■ Exercise data
++++++++

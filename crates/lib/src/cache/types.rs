use std::io;
use std::path::PathBuf;

use serde::{Deserialize, Serialize};
use thiserror::Error;

use crate::consts::CACHE_DB_VERSION;

/// A cached content hash.
///
/// Ids are namespaced: `public/<path>` for written outputs, `source/<path>`
/// for scanned source files.
#[derive(Debug, Clone, PartialEq, Eq, Serialize, Deserialize)]
pub struct CacheRecord {
  pub id: String,
  pub hash: String,
}

impl CacheRecord {
  pub fn new(id: impl Into<String>, hash: impl Into<String>) -> Self {
    Self {
      id: id.into(),
      hash: hash.into(),
    }
  }
}

/// On-disk layout of the cache database.
#[derive(Debug, Clone, Serialize, Deserialize)]
pub struct CacheDb {
  pub version: u32,
  pub records: Vec<CacheRecord>,
}

impl Default for CacheDb {
  fn default() -> Self {
    Self {
      version: CACHE_DB_VERSION,
      records: Vec::new(),
    }
  }
}

#[derive(Debug, Error)]
pub enum CacheError {
  #[error("failed to read cache database {path}: {source}")]
  Read {
    path: PathBuf,
    #[source]
    source: io::Error,
  },

  #[error("failed to parse cache database {path}: {source}")]
  Parse {
    path: PathBuf,
    #[source]
    source: serde_json::Error,
  },

  #[error("failed to write cache database {path}: {source}")]
  Write {
    path: PathBuf,
    #[source]
    source: io::Error,
  },

  #[error("failed to serialize cache database: {0}")]
  Serialize(#[source] serde_json::Error),

  #[error("unsupported cache database version {0}")]
  UnsupportedVersion(u32),
}
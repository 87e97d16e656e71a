//! Watch loop.
//!
//! After the first build, route changes are applied one path at a time,
//! outside the scheduler. Each event spawns its handler and the loop moves on
//! without waiting; only the path lock keeps two operations on the same output
//! apart.

use std::sync::Arc;

use tokio::task::JoinHandle;
use tracing::{debug, error, info};

use super::{Generator, Phase};
use crate::route::{RouteEvent, RouteEventKind, RouteEvents};

impl Generator {
  /// Apply route events until the channel closes.
  pub async fn watch(self: &Arc<Self>, mut events: RouteEvents) {
    self.set_phase(Phase::Watching);
    info!("Watching for changes. Press Ctrl+C to exit.");

    while let Some(event) = events.recv().await {
      self.handle_event(event);
    }

    debug!("route event channel closed, leaving watch loop");
  }

  /// Dispatch one route event without waiting for it.
  ///
  /// Returns `None` when the event is ignored (an update whose route is not
  /// modified).
  pub fn handle_event(self: &Arc<Self>, event: RouteEvent) -> Option<JoinHandle<()>> {
    if event.kind == RouteEventKind::Update && !self.materializer.routes().is_modified(&event.path) {
      debug!(path = %event.path, "route updated but not modified, ignoring");
      return None;
    }

    let generator = Arc::clone(self);
    Some(tokio::spawn(async move {
      let result = match event.kind {
        RouteEventKind::Update => generator.generate_file(&event.path).await,
        RouteEventKind::Remove => generator.delete_file(&event.path).await,
      };

      match result {
        Ok(outcome) => debug!(event = %event, outcome = ?outcome, "handled route event"),
        Err(e) => error!(event = %event, error = %e, "failed to handle route event"),
      }

      if let Err(e) = generator.materializer.cache().flush() {
        error!(error = %e, "failed to save cache");
      }
    }))
  }
}
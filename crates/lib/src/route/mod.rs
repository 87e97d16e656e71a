//! Route table.
//!
//! The route table is the boundary between content production (generators,
//! renderers, the source scanner) and the build engine. The engine only reads
//! it through the [`RouteTable`] trait.

mod types;

use std::collections::BTreeMap;
use std::sync::{Mutex, PoisonError, RwLock};

use tokio::sync::mpsc;
use tracing::debug;

pub use types::{ContentStream, Route, RouteError, RouteEvent, RouteEventKind, RouteEvents, RouteSource, StreamFactory};

/// Read-side contract of a route table.
pub trait RouteTable: Send + Sync {
  /// All producible output paths, in a deterministic order.
  fn list(&self) -> Vec<String>;

  /// The content provider for `path`.
  fn get(&self, path: &str) -> Result<RouteSource, RouteError>;

  /// Whether the source of `path` changed since the previous build.
  fn is_modified(&self, path: &str) -> bool;

  /// Subscribe to `update`/`remove` notifications.
  fn subscribe(&self) -> RouteEvents;
}

/// Normalize a route path.
///
/// Backslashes become `/`, empty, `.` and `..` segments are dropped, and
/// directory paths (empty or ending in `/`) resolve to their `index.html`.
/// The result never climbs out of the directory it is joined onto.
pub fn format_path(path: &str) -> String {
  let path = path.replace('\\', "/");
  let directory = matches!(path.rsplit('/').next(), None | Some("" | "." | ".."));

  let mut normalized = path
    .split('/')
    .filter(|segment| !matches!(*segment, "" | "." | ".."))
    .collect::<Vec<_>>()
    .join("/");

  if directory {
    if !normalized.is_empty() {
      normalized.push('/');
    }
    normalized.push_str("index.html");
  }

  normalized
}

/// In-memory route table.
#[derive(Default)]
pub struct Router {
  routes: RwLock<BTreeMap<String, Route>>,
  subscribers: Mutex<Vec<mpsc::UnboundedSender<RouteEvent>>>,
}

impl Router {
  pub fn new() -> Self {
    Self::default()
  }

  /// Insert or replace a route and notify subscribers.
  pub fn set(&self, path: &str, source: RouteSource, modified: bool) {
    let path = format_path(path);
    {
      let mut routes = self.routes.write().unwrap_or_else(PoisonError::into_inner);
      routes.insert(path.clone(), Route { source, modified });
    }
    self.emit(RouteEvent::update(path));
  }

  /// Remove a route. Subscribers are only notified if it existed.
  pub fn remove(&self, path: &str) -> bool {
    let path = format_path(path);
    let existed = {
      let mut routes = self.routes.write().unwrap_or_else(PoisonError::into_inner);
      routes.remove(&path).is_some()
    };

    if existed {
      self.emit(RouteEvent::remove(path));
    }

    existed
  }

  pub fn route(&self, path: &str) -> Option<Route> {
    let routes = self.routes.read().unwrap_or_else(PoisonError::into_inner);
    routes.get(&format_path(path)).cloned()
  }

  pub fn contains(&self, path: &str) -> bool {
    let routes = self.routes.read().unwrap_or_else(PoisonError::into_inner);
    routes.contains_key(&format_path(path))
  }

  pub fn len(&self) -> usize {
    self.routes.read().unwrap_or_else(PoisonError::into_inner).len()
  }

  pub fn is_empty(&self) -> bool {
    self.len() == 0
  }

  fn emit(&self, event: RouteEvent) {
    let mut subscribers = self.subscribers.lock().unwrap_or_else(PoisonError::into_inner);
    debug!(event = %event, subscribers = subscribers.len(), "route event");
    subscribers.retain(|tx| tx.send(event.clone()).is_ok());
  }
}

impl RouteTable for Router {
  fn list(&self) -> Vec<String> {
    let routes = self.routes.read().unwrap_or_else(PoisonError::into_inner);
    routes.keys().cloned().collect()
  }

  fn get(&self, path: &str) -> Result<RouteSource, RouteError> {
    self
      .route(path)
      .map(|route| route.source)
      .ok_or_else(|| RouteError::NotFound(path.to_string()))
  }

  fn is_modified(&self, path: &str) -> bool {
    self.route(path).map(|route| route.modified).unwrap_or(false)
  }

  fn subscribe(&self) -> RouteEvents {
    let (tx, rx) = mpsc::unbounded_channel();
    self.subscribers.lock().unwrap_or_else(PoisonError::into_inner).push(tx);
    rx
  }
}
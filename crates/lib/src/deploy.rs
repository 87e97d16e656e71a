//! Deployment after a successful build.
//!
//! The build engine treats deployment as an opaque step: it hands the
//! generation options to a [`Deployer`] and reports whatever error comes
//! back.

use std::future::Future;
use std::io;
use std::path::PathBuf;
use std::pin::Pin;

use thiserror::Error;
use tokio::process::Command;
use tracing::{debug, info};

use crate::generate::GenerateOptions;

pub type DeployFuture<'a> = Pin<Box<dyn Future<Output = Result<(), DeployError>> + Send + 'a>>;

#[derive(Debug, Error)]
pub enum DeployError {
  #[error("no deploy command configured")]
  NotConfigured,

  #[error("failed to run deploy command {command:?}: {source}")]
  Spawn {
    command: String,
    #[source]
    source: io::Error,
  },

  #[error("deploy command {command:?} failed with exit code {code:?}")]
  Failed { command: String, code: Option<i32> },
}

pub trait Deployer: Send + Sync {
  fn deploy<'a>(&'a self, options: &'a GenerateOptions) -> DeployFuture<'a>;
}

/// Deploys by running a shell command from the site root.
///
/// The command sees `SITEGEN_PUBLIC_DIR` pointing at the generated files.
#[derive(Debug, Clone)]
pub struct CommandDeployer {
  command: String,
  cwd: PathBuf,
  public_dir: PathBuf,
}

impl CommandDeployer {
  pub fn new(command: impl Into<String>, cwd: impl Into<PathBuf>, public_dir: impl Into<PathBuf>) -> Self {
    Self {
      command: command.into(),
      cwd: cwd.into(),
      public_dir: public_dir.into(),
    }
  }

  pub fn command(&self) -> &str {
    &self.command
  }

  async fn run(&self, options: &GenerateOptions) -> Result<(), DeployError> {
    info!(command = %self.command, force = options.force, "deploying");

    let (shell, shell_args) = shell();
    let output = Command::new(shell)
      .args(shell_args)
      .arg(&self.command)
      .current_dir(&self.cwd)
      .env("SITEGEN_PUBLIC_DIR", &self.public_dir)
      .output()
      .await
      .map_err(|source| DeployError::Spawn {
        command: self.command.clone(),
        source,
      })?;

    let stdout = String::from_utf8_lossy(&output.stdout);
    if !stdout.trim().is_empty() {
      debug!(stdout = %stdout.trim(), "deploy output");
    }

    if !output.status.success() {
      let stderr = String::from_utf8_lossy(&output.stderr);
      if !stderr.trim().is_empty() {
        debug!(stderr = %stderr.trim(), "deploy stderr");
      }
      return Err(DeployError::Failed {
        command: self.command.clone(),
        code: output.status.code(),
      });
    }

    info!("Deploy done");
    Ok(())
  }
}

impl Deployer for CommandDeployer {
  fn deploy<'a>(&'a self, options: &'a GenerateOptions) -> DeployFuture<'a> {
    Box::pin(self.run(options))
  }
}

#[cfg(unix)]
fn shell() -> (&'static str, &'static [&'static str]) {
  ("/bin/sh", &["-c"])
}

#[cfg(windows)]
fn shell() -> (&'static str, &'static [&'static str]) {
  ("cmd.exe", &["/C"])
}
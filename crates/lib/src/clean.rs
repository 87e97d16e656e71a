use std::path::{Path, PathBuf};
use std::{fs, io};

use thiserror::Error;
use tracing::{debug, info};
use walkdir::WalkDir;

use crate::config::SiteConfig;

#[derive(Debug, Error)]
pub enum CleanError {
  #[error("failed to delete {path}: {source}")]
  Delete {
    path: PathBuf,
    #[source]
    source: io::Error,
  },
}

#[derive(Debug, Default, serde::Serialize)]
pub struct CleanStats {
  pub db_deleted: bool,
  pub public_deleted: bool,
  pub files_deleted: usize,
  pub bytes_freed: u64,
}

impl CleanStats {
  pub fn nothing_to_do(&self) -> bool {
    !self.db_deleted && !self.public_deleted
  }
}

#[derive(Debug, serde::Serialize)]
pub struct CleanResult {
  pub stats: CleanStats,
  pub deleted_paths: Vec<PathBuf>,
}

/// Number of files and total size below `path`.
fn tree_size(path: &Path) -> (usize, u64) {
  WalkDir::new(path)
    .into_iter()
    .filter_map(|e| e.ok())
    .filter(|e| e.file_type().is_file())
    .filter_map(|e| e.metadata().ok())
    .fold((0, 0), |(count, bytes), m| (count + 1, bytes + m.len()))
}

/// Remove the cache database and the public directory.
///
/// Items that do not exist are skipped.
pub fn clean(config: &SiteConfig, dry_run: bool) -> Result<CleanResult, CleanError> {
  let mut stats = CleanStats::default();
  let mut deleted_paths = Vec::new();

  let db = config.db_file();
  if db.is_file() {
    let (files, bytes) = tree_size(&db);
    debug!(path = %db.display(), "removing cache database");
    if !dry_run {
      remove(&db, fs::remove_file(&db))?;
    }
    stats.db_deleted = true;
    stats.files_deleted += files;
    stats.bytes_freed += bytes;
    deleted_paths.push(db);
  }

  let public = config.public_path();
  if public.exists() {
    let (files, bytes) = tree_size(&public);
    debug!(path = %public.display(), "removing public directory");
    if !dry_run {
      let result = if public.is_dir() {
        fs::remove_dir_all(&public)
      } else {
        fs::remove_file(&public)
      };
      remove(&public, result)?;
    }
    stats.public_deleted = true;
    stats.files_deleted += files;
    stats.bytes_freed += bytes;
    deleted_paths.push(public);
  }

  info!(
    files_deleted = stats.files_deleted,
    bytes_freed = stats.bytes_freed,
    dry_run,
    "clean complete"
  );

  Ok(CleanResult { stats, deleted_paths })
}

/// Removal that lost a race with another deleter still counts as done.
fn remove(path: &Path, result: io::Result<()>) -> Result<(), CleanError> {
  match result {
    Ok(()) => Ok(()),
    Err(e) if e.kind() == io::ErrorKind::NotFound => Ok(()),
    Err(source) => Err(CleanError::Delete {
      path: path.to_path_buf(),
      source,
    }),
  }
}
use std::collections::BTreeMap;

/// Releases items strictly in sequence order, holding back anything that
/// arrives ahead of a gap until the gap is filled.
#[derive(Debug)]
pub(super) struct Resequencer<T> {
    pending: BTreeMap<u64, T>,
    next: u64,
}

impl<T> Resequencer<T> {
    pub fn new() -> Self {
        Self {
            pending: BTreeMap::new(),
            next: 0,
        }
    }

    pub fn insert(&mut self, sequence: u64, item: T) {
        if sequence < self.next {
            tracing::warn!(sequence, next = self.next, "Ignoring already released sequence");
            return;
        }
        self.pending.insert(sequence, item);
    }

    /// The next item in order, if it has arrived.
    pub fn pop_ready(&mut self) -> Option<T> {
        let item = self.pending.remove(&self.next)?;
        self.next += 1;
        Some(item)
    }

    pub fn held_back(&self) -> usize {
        self.pending.len()
    }
}
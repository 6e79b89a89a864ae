use std::time::Duration;

use article_datastore::{ArticleDraft, EditorFeedback, InterviewTranscript};
use futures::{StreamExt, TryStreamExt};
use itertools::Itertools;
use reqwest::Client;
use serde::Deserialize;

use crate::{
    error::GatewayError,
    llm::{
        gateway::{AgentGateway, DraftRequest, InterviewContext},
        speech::{AudioChunk, AudioStream, SpeechBridge},
    },
    parser,
};

/// How many of the latest transcript messages the interviewer sees.
const INTERVIEWER_CONTEXT_MESSAGES: usize = 10;

#[derive(Debug, Clone)]
pub struct OpenAIClient {
    client: Client,
    api_key: String,
    base_url: String,
    chat_model: String,
    voice: String,
    audio_file_name: String,
    audio_mime: String,
}

#[derive(Debug, thiserror::Error)]
pub enum OpenAIError {
    #[error("HTTP error: {0}")]
    Request(#[from] reqwest::Error),
    #[error("API error: {status} - {message}")]
    Api { status: u16, message: String },
    #[error("Serialization error: {0}")]
    Serialization(#[from] serde_json::Error),
    #[error("Response contained no message content")]
    EmptyResponse,
}

impl From<OpenAIError> for GatewayError {
    fn from(value: OpenAIError) -> Self {
        match value {
            empty @ OpenAIError::EmptyResponse => GatewayError::SchemaValidation(empty.to_string()),
            other => GatewayError::Provider(other.to_string()),
        }
    }
}

#[derive(Debug, Deserialize)]
pub struct CompletionResponse {
    pub id: String,
    pub choices: Vec<CompletionChoice>,
}

#[derive(Debug, Deserialize)]
pub struct CompletionChoice {
    pub index: u32,
    pub message: CompletionMessage,
    pub finish_reason: Option<String>,
}

#[derive(Debug, Deserialize)]
pub struct CompletionMessage {
    pub role: String,
    pub content: Option<String>,
}

#[derive(Debug, Deserialize)]
pub struct TranscribeResponse {
    pub text: String,
}

impl OpenAIClient {
    const INTERVIEWER_PROMPT: &str = include_str!("./prompts/interviewer.txt");
    const WRITER_PROMPT: &str = include_str!("./prompts/writer.txt");
    const EDITOR_PROMPT: &str = include_str!("./prompts/editor.txt");

    const CHAT_MODEL: &str = "gpt-4o";
    const TRANSCRIPTION_MODEL: &str = "whisper-1";
    const SPEECH_MODEL: &str = "tts-1";

    pub fn new(api_key: impl Into<String>) -> Self {
        Self {
            client: Client::builder()
                .connect_timeout(Duration::from_secs(10))
                .build()
                .unwrap_or_default(),
            api_key: api_key.into(),
            base_url: "https://api.openai.com/v1".into(),
            chat_model: Self::CHAT_MODEL.into(),
            voice: "alloy".into(),
            audio_file_name: "chunk.wav".into(),
            audio_mime: "audio/wav".into(),
        }
    }

    pub fn with_base_url(mut self, url: impl Into<String>) -> Self {
        self.base_url = url.into();
        self
    }

    pub fn with_chat_model(mut self, model: impl Into<String>) -> Self {
        self.chat_model = model.into();
        self
    }

    pub fn with_voice(mut self, voice: impl Into<String>) -> Self {
        self.voice = voice.into();
        self
    }

    /// Container format of inbound audio chunks, e.g. `("chunk.webm", "audio/webm")`.
    pub fn with_audio_format(
        mut self,
        file_name: impl Into<String>,
        mime: impl Into<String>,
    ) -> Self {
        self.audio_file_name = file_name.into();
        self.audio_mime = mime.into();
        self
    }

    async fn error_for_status(resp: reqwest::Response) -> Result<reqwest::Response, OpenAIError> {
        if resp.status().is_success() {
            return Ok(resp);
        }
        let status = resp.status().as_u16();
        let message = resp.text().await.unwrap_or_default();
        Err(OpenAIError::Api { status, message })
    }

    pub async fn send_completion_request(
        &self,
        system_prompt: &str,
        user_content: impl Into<String>,
        json_mode: bool,
    ) -> Result<String, OpenAIError> {
        let mut body = serde_json::json!({
            "model": self.chat_model,
            "messages": [
                {
                    "role": "system",
                    "content": system_prompt
                },
                {
                    "role": "user",
                    "content": user_content.into()
                }
            ]
        });
        if json_mode {
            body["response_format"] = serde_json::json!({ "type": "json_object" });
        }

        let resp = self
            .client
            .post(format!("{}/chat/completions", self.base_url))
            .bearer_auth(&self.api_key)
            .json(&body)
            .send()
            .await
            .inspect_err(|e| tracing::error!(error = %e, "Failed to make http request"))?;

        let response = Self::error_for_status(resp)
            .await?
            .json::<CompletionResponse>()
            .await?;

        response
            .choices
            .into_iter()
            .next()
            .and_then(|c| c.message.content)
            .ok_or(OpenAIError::EmptyResponse)
    }

    pub async fn send_transcribe_request(
        &self,
        bytes: Vec<u8>,
    ) -> Result<TranscribeResponse, OpenAIError> {
        let part = reqwest::multipart::Part::bytes(bytes)
            .file_name(self.audio_file_name.clone())
            .mime_str(&self.audio_mime)?;

        let form = reqwest::multipart::Form::new()
            .text("model", Self::TRANSCRIPTION_MODEL)
            .text("response_format", "json")
            .part("file", part);

        let resp = self
            .client
            .post(format!("{}/audio/transcriptions", self.base_url))
            .bearer_auth(&self.api_key)
            .multipart(form)
            .send()
            .await
            .inspect_err(|e| tracing::error!(error = %e, "Failed to make http request"))?;

        Ok(Self::error_for_status(resp)
            .await?
            .json::<TranscribeResponse>()
            .await?)
    }

    pub async fn send_speech_request(&self, text: &str) -> Result<reqwest::Response, OpenAIError> {
        let body = serde_json::json!({
            "model": Self::SPEECH_MODEL,
            "voice": self.voice,
            "input": text,
            "response_format": "mp3"
        });

        let resp = self
            .client
            .post(format!("{}/audio/speech", self.base_url))
            .bearer_auth(&self.api_key)
            .json(&body)
            .send()
            .await
            .inspect_err(|e| tracing::error!(error = %e, "Failed to make http request"))?;

        Self::error_for_status(resp).await
    }

    fn interviewer_prompt(context: &InterviewContext, transcript: &InterviewTranscript) -> String {
        let skip = transcript
            .messages
            .len()
            .saturating_sub(INTERVIEWER_CONTEXT_MESSAGES);
        let conversation = transcript
            .messages
            .iter()
            .skip(skip)
            .map(|m| format!("{}: {}", m.speaker, m.text))
            .join("\n");

        format!(
            "Interview topic: {}\nPhase: {}\nQuestions asked so far: {}\n\nConversation so far:\n{}\n\n\
             Generate the interviewer's next turn.",
            context.topic,
            context.phase.as_str(),
            context.questions_asked,
            if conversation.is_empty() {
                "(the interview has not started yet)"
            } else {
                conversation.as_str()
            }
        )
    }

    fn writer_prompt(request: &DraftRequest<'_>) -> Result<String, OpenAIError> {
        let mut prompt = String::new();
        if let Some(feedback) = request.prior_feedback.filter(|f| !f.critiques.is_empty()) {
            let critiques = feedback.critiques.iter().map(|c| format!("- {c}")).join("\n");
            prompt.push_str(&format!(
                "Editor feedback from previous version:\n{critiques}\n\nAddress all these points in your revision.\n\n"
            ));
        }
        prompt.push_str(&serde_json::to_string_pretty(request)?);
        Ok(prompt)
    }
}

impl AgentGateway for OpenAIClient {
    #[tracing::instrument(skip_all, fields(phase = context.phase.as_str()))]
    async fn produce_interview_turn(
        &self,
        context: &InterviewContext,
        transcript: &InterviewTranscript,
    ) -> Result<String, GatewayError> {
        let reply = self
            .send_completion_request(
                Self::INTERVIEWER_PROMPT,
                Self::interviewer_prompt(context, transcript),
                false,
            )
            .await?;

        parser::parse_interview_turn(&reply)
    }

    #[tracing::instrument(skip_all, fields(version = request.version))]
    async fn produce_draft(&self, request: &DraftRequest<'_>) -> Result<ArticleDraft, GatewayError> {
        let prompt = Self::writer_prompt(request)?;
        let reply = self
            .send_completion_request(Self::WRITER_PROMPT, prompt, true)
            .await?;

        parser::parse_draft(&reply)
    }

    #[tracing::instrument(skip_all, fields(version = draft.version))]
    async fn produce_feedback(&self, draft: &ArticleDraft) -> Result<EditorFeedback, GatewayError> {
        let prompt = serde_json::to_string_pretty(draft).map_err(OpenAIError::from)?;
        let reply = self
            .send_completion_request(Self::EDITOR_PROMPT, prompt, true)
            .await?;

        parser::parse_feedback(&reply, draft.version)
    }
}

impl SpeechBridge for OpenAIClient {
    #[tracing::instrument(skip_all, fields(chunk = chunk.index))]
    async fn transcribe(&self, chunk: &AudioChunk) -> Result<String, GatewayError> {
        let response = self
            .send_transcribe_request(chunk.data.clone())
            .await
            .inspect_err(|e| tracing::error!(error = %e, "Failed to transcribe audio"))?;

        Ok(response.text.trim().to_string())
    }

    #[tracing::instrument(skip_all)]
    async fn synthesize(&self, text: &str) -> Result<AudioStream, GatewayError> {
        let resp = self
            .send_speech_request(text)
            .await
            .inspect_err(|e| tracing::error!(error = %e, "Failed to synthesize speech"))?;

        Ok(resp
            .bytes_stream()
            .map_ok(|bytes| bytes.to_vec())
            .map_err(|e| GatewayError::Provider(e.to_string()))
            .boxed())
    }
}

++++++++

Out of the data above, return each line where the word "records" can be found.

■ Exercise response
  pub records: Vec<CacheRecord>,
      records: Vec::new(),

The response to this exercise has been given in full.